## WORK ORDER
Below are some entries. Repeat exactly the lines from the one with "use std::collections::BTreeMap;" through the one with "let margin = engine.config().physics.collision_radius;", and only those.

Collected data:
###
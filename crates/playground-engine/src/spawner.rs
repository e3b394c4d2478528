//! Population spawner for seeding the engine with its initial agents.
//!
//! Agents are created kind by kind (autonomous, reactive, then wanderers)
//! at random positions clear of obstacles, with a random heading and a
//! speed of up to half the kind's limit. Autonomous agents also get a
//! random first waypoint. All randomness comes from the caller's RNG, so a
//! seeded RNG gives the same population every run.

use std::collections::BTreeMap;
use std::f64::consts::TAU;

use playground_agents::AgentSpawn;
use playground_core::config::PopulationConfig;
use playground_core::{Engine, EngineError};
use playground_types::{AgentKind, Vec2};
use rand::Rng;
use serde::Serialize;
use tracing::{info, warn};

use crate::error::AppError;

/// Spawn order.
const KINDS: [AgentKind; 3] = [AgentKind::Autonomous, AgentKind::Reactive, AgentKind::Wanderer];

/// What the spawner managed to create.
#[derive(Debug, Clone, Default, PartialEq, Eq, Serialize)]
pub struct SpawnReport {
    /// Agents created per kind.
    pub spawned: BTreeMap<AgentKind, u32>,
    /// Requested agents that did not fit under `max_agents`.
    pub rejected: u32,
}

impl SpawnReport {
    /// Agents created in total.
    pub fn total(&self) -> u32 {
        self.spawned.values().fold(0_u32, |sum, n| sum.saturating_add(*n))
    }
}

/// Requested count for one kind.
const fn requested(population: &PopulationConfig, kind: AgentKind) -> u32 {
    match kind {
        AgentKind::Autonomous => population.autonomous,
        AgentKind::Reactive => population.reactive,
        AgentKind::Wanderer => population.wanderer,
    }
}

/// Add the configured population to `engine`.
///
/// Stops at the engine's capacity and counts the remainder as rejected.
///
/// # Errors
///
/// Returns [`AppError::Spawner`] if the engine is not accepting agents, or
/// [`AppError::Engine`] for any other registry failure.
pub fn spawn_population<R: Rng + ?Sized>(
    engine: &mut Engine,
    population: &PopulationConfig,
    rng: &mut R,
) -> Result<SpawnReport, AppError> {
    let margin = engine.config().physics.collision_radius;
    let agents_config = engine.config().agents;
    let mut report = SpawnReport::default();

    for kind in KINDS {
        let wanted = requested(population, kind);
        let max_speed = agents_config.profile(kind).max_speed;
        let mut created: u32 = 0;

        for _ in 0..wanted {
            let position = engine.world_mut().random_valid_position(rng, margin);
            let heading = rng.random_range(0.0..TAU);
            let speed = rng.random_range(0.0..=max_speed * 0.5);
            let mut spawn = AgentSpawn::new(kind, position).with_velocity(Vec2::from_angle(heading) * speed);
            if kind == AgentKind::Autonomous {
                spawn = spawn.with_goal(engine.world_mut().random_valid_position(rng, margin));
            }

            match engine.add_agent(spawn) {
                Ok(_) => created = created.saturating_add(1),
                Err(EngineError::CapacityExceeded { max_agents }) => {
                    let remaining = population.total().saturating_sub(report.total()).saturating_sub(created);
                    warn!(max_agents, remaining, "Population exceeds capacity, spawning stopped");
                    report.spawned.insert(kind, created);
                    report.rejected = remaining;
                    return Ok(report);
                }
                Err(EngineError::NotRunnable { status }) => {
                    return Err(AppError::Spawner {
                        message: format!("engine is {status:?} and does not accept agents"),
                    });
                }
                Err(err) => return Err(err.into()),
            }
        }
        report.spawned.insert(kind, created);
    }

    info!(
        autonomous = report.spawned.get(&AgentKind::Autonomous).copied().unwrap_or(0),
        reactive = report.spawned.get(&AgentKind::Reactive).copied().unwrap_or(0),
        wanderer = report.spawned.get(&AgentKind::Wanderer).copied().unwrap_or(0),
        "Population spawned"
    );
    Ok(report)
}

#[cfg(test)]
#[allow(clippy::unwrap_used)]
mod tests {
    use playground_core::SimulationConfig;
    use rand::SeedableRng;
    use rand_chacha::ChaCha8Rng;

    use super::*;

    fn engine(max_agents: usize) -> Engine {
        let mut config = SimulationConfig::default();
        config.engine.max_agents = max_agents;
        Engine::new(config).unwrap()
    }

    #[test]
    fn default_population_is_spawned_in_kind_order() {
        let mut engine = engine(1000);
        let population = PopulationConfig::default();
        let mut rng = ChaCha8Rng::seed_from_u64(1);
        let report = spawn_population(&mut engine, &population, &mut rng).unwrap();
        assert_eq!(report.total(), population.total());
        assert_eq!(report.rejected, 0);
        assert_eq!(engine.agent_count(), 50);

        let agents = engine.agents();
        assert_eq!(agents.first().map(|a| a.kind), Some(AgentKind::Autonomous));
        assert_eq!(agents.last().map(|a| a.kind), Some(AgentKind::Wanderer));
        engine.verify().unwrap();
    }

    #[test]
    fn capacity_limits_population() {
        let mut engine = engine(10);
        let mut rng = ChaCha8Rng::seed_from_u64(1);
        let report = spawn_population(&mut engine, &PopulationConfig::default(), &mut rng).unwrap();
        assert_eq!(report.total(), 10);
        assert_eq!(report.rejected, 40);
        assert_eq!(engine.agent_count(), 10);
    }

    #[test]
    fn seeded_rng_gives_same_population() {
        let spawn = || {
            let mut engine = engine(1000);
            let mut rng = ChaCha8Rng::seed_from_u64(9);
            spawn_population(&mut engine, &PopulationConfig::default(), &mut rng).unwrap();
            engine.agents()
        };
        assert_eq!(spawn(), spawn());
    }
}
###
## EXPECTED ANSWER
use std::collections::BTreeMap;
use std::f64::consts::TAU;

use playground_agents::AgentSpawn;
use playground_core::config::PopulationConfig;
use playground_core::{Engine, EngineError};
use playground_types::{AgentKind, Vec2};
use rand::Rng;
use serde::Serialize;
use tracing::{info, warn};

use crate::error::AppError;

/// Spawn order.
const KINDS: [AgentKind; 3] = [AgentKind::Autonomous, AgentKind::Reactive, AgentKind::Wanderer];

/// What the spawner managed to create.
#[derive(Debug, Clone, Default, PartialEq, Eq, Serialize)]
pub struct SpawnReport {
    /// Agents created per kind.
    pub spawned: BTreeMap<AgentKind, u32>,
    /// Requested agents that did not fit under `max_agents`.
    pub rejected: u32,
}

impl SpawnReport {
    /// Agents created in total.
    pub fn total(&self) -> u32 {
        self.spawned.values().fold(0_u32, |sum, n| sum.saturating_add(*n))
    }
}

/// Requested count for one kind.
const fn requested(population: &PopulationConfig, kind: AgentKind) -> u32 {
    match kind {
        AgentKind::Autonomous => population.autonomous,
        AgentKind::Reactive => population.reactive,
        AgentKind::Wanderer => population.wanderer,
    }
}

/// Add the configured population to `engine`.
///
/// Stops at the engine's capacity and counts the remainder as rejected.
///
/// # Errors
///
/// Returns [`AppError::Spawner`] if the engine is not accepting agents, or
/// [`AppError::Engine`] for any other registry failure.
pub fn spawn_population<R: Rng + ?Sized>(
    engine: &mut Engine,
    population: &PopulationConfig,
    rng: &mut R,
) -> Result<SpawnReport, AppError> {
    let margin = engine.config().physics.collision_radius;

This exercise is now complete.